Au Népal, depuis le tremblement de terre d’avril 2015 dont les stigmates sont encore visibles, la vallée de Katmandou connaît un exode rural massif et fait face à de graves problèmes environnementaux liés à l’accumulation de déchets solides. En l’absence de gestion publique de ces déchets, le tri est assuré par un large réseau de travailleurs informels pauvres, exposés à des risques majeurs pour leur santé et dont le statut n’est pas reconnu.

Chaque jour, bien avant que le soleil ne se lève, juchée à côté du chauffeur d’un camion benne de la municipalité, Manju fait le trajet du centre-ville jusqu’à Sisdole, la grande décharge de la vallée de Katmandou. Ouverte il y a près de quatorze ans à titre provisoire, celle-ci devait permettre le stockage des quelque 700 tonnes de déchets produits par jour en attendant l’ouverture d’un site d’enfouissement. Aujourd’hui, non seulement cette décharge existe encore, mais une deuxième est en projet.

 

Risquer sa santé pour gagner sa vie

C’est dans cette décharge que Manju trouve chaque jour les moyens de faire vivre ses deux filles. À Sisdole, la majeure partie des travailleurs sont des femmes. Jusqu’à huit heures d’affilée, au milieu des camions et des pelleteuses dont les chauffeurs sont payés au rendement, elles risquent leur vie pour extraire, à mains nues, le plastique parmi les déchets organiques et autres éclats de verre. « Cela fait quinze ou seize ans que je fais ce travail. Les déchets, pour moi, c’est mon travail alors que pour les autres, c’est repoussant », raconte-t-elle, fataliste.
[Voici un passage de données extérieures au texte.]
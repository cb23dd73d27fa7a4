use std::{
    collections::{BTreeMap, HashMap},
    time::Duration,
};

use bollard::{
    Docker,
    container::{
        Config, CreateContainerOptions, InspectContainerOptions, ListContainersOptions,
        RemoveContainerOptions, StopContainerOptions,
    },
    errors::Error as BollardError,
    exec::{CreateExecOptions, StartExecOptions},
    models::{ContainerInspectResponse, ContainerSummary, HostConfig, PortMap},
    volume::{CreateVolumeOptions, RemoveVolumeOptions},
};

use super::{ContainerInfo, ContainerRuntime, ContainerSpec, PublishedPort, RuntimeError};

/// [`ContainerRuntime`] backed by the Docker Engine API.
#[derive(Debug, Clone)]
pub struct DockerRuntime {
    docker: Docker,
}

impl DockerRuntime {
    /// Unix socket / `DOCKER_HOST`, whichever the local defaults resolve to.
    pub fn connect() -> Result<Self, RuntimeError> {
        let docker = Docker::connect_with_local_defaults()
            .map_err(|e| RuntimeError::Unavailable(e.to_string()))?;
        Ok(Self { docker })
    }
}

fn map_err(e: BollardError) -> RuntimeError {
    match e {
        BollardError::DockerResponseServerError {
            status_code: 404,
            message,
        } => RuntimeError::NotFound(message),
        BollardError::DockerResponseServerError {
            status_code: 409,
            message,
        } => RuntimeError::Conflict(message),
        BollardError::DockerResponseServerError {
            status_code,
            message,
        } => RuntimeError::Other(format!("{status_code}: {message}")),
        other => RuntimeError::Unavailable(other.to_string()),
    }
}

/// 304 means "already in the requested state".
fn is_not_modified(e: &BollardError) -> bool {
    matches!(
        e,
        BollardError::DockerResponseServerError {
            status_code: 304,
            ..
        }
    )
}

fn build_config(spec: &ContainerSpec) -> Config<String> {
    let mut exposed_ports = HashMap::new();
    let mut port_bindings = HashMap::new();
    for b in &spec.port_bindings {
        let key = format!("{}/tcp", b.container_port);
        exposed_ports.insert(key.clone(), HashMap::new());
        port_bindings.insert(
            key,
            Some(vec![bollard::models::PortBinding {
                host_ip: None,
                host_port: Some(b.host_port.to_string()),
            }]),
        );
    }

    let host_config = HostConfig {
        port_bindings: Some(port_bindings),
        binds: if spec.binds.is_empty() {
            None
        } else {
            Some(spec.binds.clone())
        },
        tmpfs: if spec.tmpfs.is_empty() {
            None
        } else {
            Some(spec.tmpfs.clone().into_iter().collect())
        },
        shm_size: spec.shm_size_bytes,
        ..Default::default()
    };

    Config {
        image: Some(spec.image.clone()),
        env: Some(spec.env.clone()),
        labels: Some(spec.labels.clone().into_iter().collect()),
        exposed_ports: Some(exposed_ports),
        host_config: Some(host_config),
        ..Default::default()
    }
}

fn ports_from_map(map: Option<PortMap>) -> Vec<PublishedPort> {
    let mut out = Vec::new();
    for (key, bindings) in map.unwrap_or_default() {
        // Keys look like "3001/tcp".
        let Some(private_port) = key.split('/').next().and_then(|p| p.parse::<u16>().ok()) else {
            continue;
        };
        let published: Vec<u16> = bindings
            .unwrap_or_default()
            .iter()
            .filter_map(|b| b.host_port.as_deref())
            .filter_map(|p| p.parse::<u16>().ok())
            .collect();
        if published.is_empty() {
            out.push(PublishedPort {
                private_port,
                public_port: None,
            });
        }
        for public_port in published {
            out.push(PublishedPort {
                private_port,
                public_port: Some(public_port),
            });
        }
    }
    out.sort_by_key(|p| (p.private_port, p.public_port));
    out
}

fn info_from_inspect(resp: ContainerInspectResponse) -> ContainerInfo {
    let config = resp.config.unwrap_or_default();
    ContainerInfo {
        id: resp.id.unwrap_or_default(),
        name: resp.name.unwrap_or_default(),
        image: config.image.unwrap_or_default(),
        labels: config.labels.unwrap_or_default().into_iter().collect(),
        ports: ports_from_map(resp.network_settings.and_then(|n| n.ports)),
        running: resp.state.and_then(|s| s.running).unwrap_or(false),
    }
}

fn info_from_summary(c: ContainerSummary) -> ContainerInfo {
    ContainerInfo {
        id: c.id.unwrap_or_default(),
        name: c
            .names
            .and_then(|names| names.into_iter().next())
            .unwrap_or_default(),
        image: c.image.unwrap_or_default(),
        labels: c.labels.unwrap_or_default().into_iter().collect(),
        ports: c
            .ports
            .unwrap_or_default()
            .into_iter()
            .map(|p| PublishedPort {
                private_port: p.private_port,
                public_port: p.public_port,
            })
            .collect(),
        running: c.state.as_deref() == Some("running"),
    }
}

#[async_trait::async_trait]
impl ContainerRuntime for DockerRuntime {
    async fn ping(&self) -> Result<(), RuntimeError> {
        self.docker.ping().await.map_err(map_err)?;
        Ok(())
    }

    async fn create_container(&self, spec: &ContainerSpec) -> Result<String, RuntimeError> {
        let options = CreateContainerOptions {
            name: spec.name.clone(),
            ..Default::default()
        };
        let resp = self
            .docker
            .create_container(Some(options), build_config(spec))
            .await
            .map_err(map_err)?;
        for w in &resp.warnings {
            tracing::warn!(container = %spec.name, warning = %w, "docker create warning");
        }
        Ok(resp.id)
    }

    async fn start_container(&self, id: &str) -> Result<(), RuntimeError> {
        match self.docker.start_container::<String>(id, None).await {
            Ok(()) => Ok(()),
            Err(e) if is_not_modified(&e) => Ok(()),
            Err(e) => Err(map_err(e)),
        }
    }

    async fn list_running(&self, image_match: &str) -> Result<Vec<ContainerInfo>, RuntimeError> {
        let options = ListContainersOptions::<String> {
            all: false,
            ..Default::default()
        };
        let containers = self
            .docker
            .list_containers(Some(options))
            .await
            .map_err(map_err)?;
        Ok(containers
            .into_iter()
            .filter(|c| c.image.as_deref().is_some_and(|i| i.contains(image_match)))
            .map(info_from_summary)
            .collect())
    }

    async fn inspect_container(&self, id: &str) -> Result<ContainerInfo, RuntimeError> {
        let resp = self
            .docker
            .inspect_container(id, None::<InspectContainerOptions>)
            .await
            .map_err(map_err)?;
        Ok(info_from_inspect(resp))
    }

    async fn exec_detached(&self, id: &str, cmd: Vec<String>) -> Result<(), RuntimeError> {
        let exec = self
            .docker
            .create_exec(
                id,
                CreateExecOptions {
                    cmd: Some(cmd),
                    attach_stdout: Some(false),
                    attach_stderr: Some(false),
                    ..Default::default()
                },
            )
            .await
            .map_err(map_err)?;
        self.docker
            .start_exec(
                &exec.id,
                Some(StartExecOptions {
                    detach: true,
                    ..Default::default()
                }),
            )
            .await
            .map_err(map_err)?;
        Ok(())
    }

    async fn stop_container(&self, id: &str, timeout: Duration) -> Result<(), RuntimeError> {
        let t = i64::try_from(timeout.as_secs()).unwrap_or(i64::MAX);
        match self
            .docker
            .stop_container(id, Some(StopContainerOptions { t }))
            .await
        {
            Ok(()) => Ok(()),
            Err(e) if is_not_modified(&e) => Ok(()),
            Err(e) => Err(map_err(e)),
        }
    }

    async fn remove_container(&self, id: &str, remove_volumes: bool) -> Result<(), RuntimeError> {
        self.docker
            .remove_container(
                id,
                Some(RemoveContainerOptions {
                    v: remove_volumes,
                    ..Default::default()
                }),
            )
            .await
            .map_err(map_err)
    }

    async fn ensure_volume(
        &self,
        name: &str,
        labels: &BTreeMap<String, String>,
    ) -> Result<(), RuntimeError> {
        match self.docker.inspect_volume(name).await {
            Ok(_) => {
                tracing::info!(volume = %name, "reusing existing volume");
                return Ok(());
            }
            Err(e) => {
                let e = map_err(e);
                if !e.is_not_found() {
                    return Err(e);
                }
            }
        }

        let options = CreateVolumeOptions {
            name: name.to_string(),
            labels: labels.clone().into_iter().collect(),
            ..Default::default()
        };
        self.docker.create_volume(options).await.map_err(map_err)?;
        tracing::info!(volume = %name, "created volume");
        Ok(())
    }

    async fn remove_volume(&self, name: &str) -> Result<(), RuntimeError> {
        self.docker
            .remove_volume(name, Some(RemoveVolumeOptions { force: false }))
            .await
            .map_err(map_err)
    }
}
On se coupe avec du verre tranchant, on se pique avec les aiguilles usagées…

Manju fait partie des 15 000 collecteurs de déchets pour qui plastiques, cartons et papiers extraits des monceaux d’ordures pour être revalorisés constituent l’unique moyen de subsistance. Au Népal, après l’urgence du tremblement de terre et la phase de reconstruction, les équipes de Médecins du Monde sont restées sur le terrain et interviennent désormais pour améliorer l’accès aux soins de ces travailleurs informels.

Les maladies de peau, les problèmes respiratoires et les blessures graves font partie du quotidien, comme le risque d’infection à l’hépatite B ou C et au VIHinfo-icon.

Comme le précise le Docteur Guillaume Fauvel, coordinateur du programme, « le problème est que tous les types de déchets sont mélangés. Les déchets organiques sources de proliférations bactériennes s’entremêlent avec les déchets toxiques issus des résidus électroniques ou des produits chimiques et des déchets médicaux qui peuvent blesser les personnes et générer de potentielles contaminations ». Ainsi, alors que les études menées auprès des populations ont montré que chaque année deux tiers des travailleurs se blessent, la moitié n’est pas vaccinée contre le tétanos1. « On se coupe avec du verre tranchant, on se pique avec les aiguilles usagées... Ça ne me révolte pas tant à cause de la douleur mais parce que cela m’empêche de retourner au travail pour quelque jours », s’indigne Manju.

Les maladies de peau, les problèmes respiratoires et les blessures graves font partie du quotidien, comme le risque d’infection à l’hépatite B ou C et au VIHinfo-icon.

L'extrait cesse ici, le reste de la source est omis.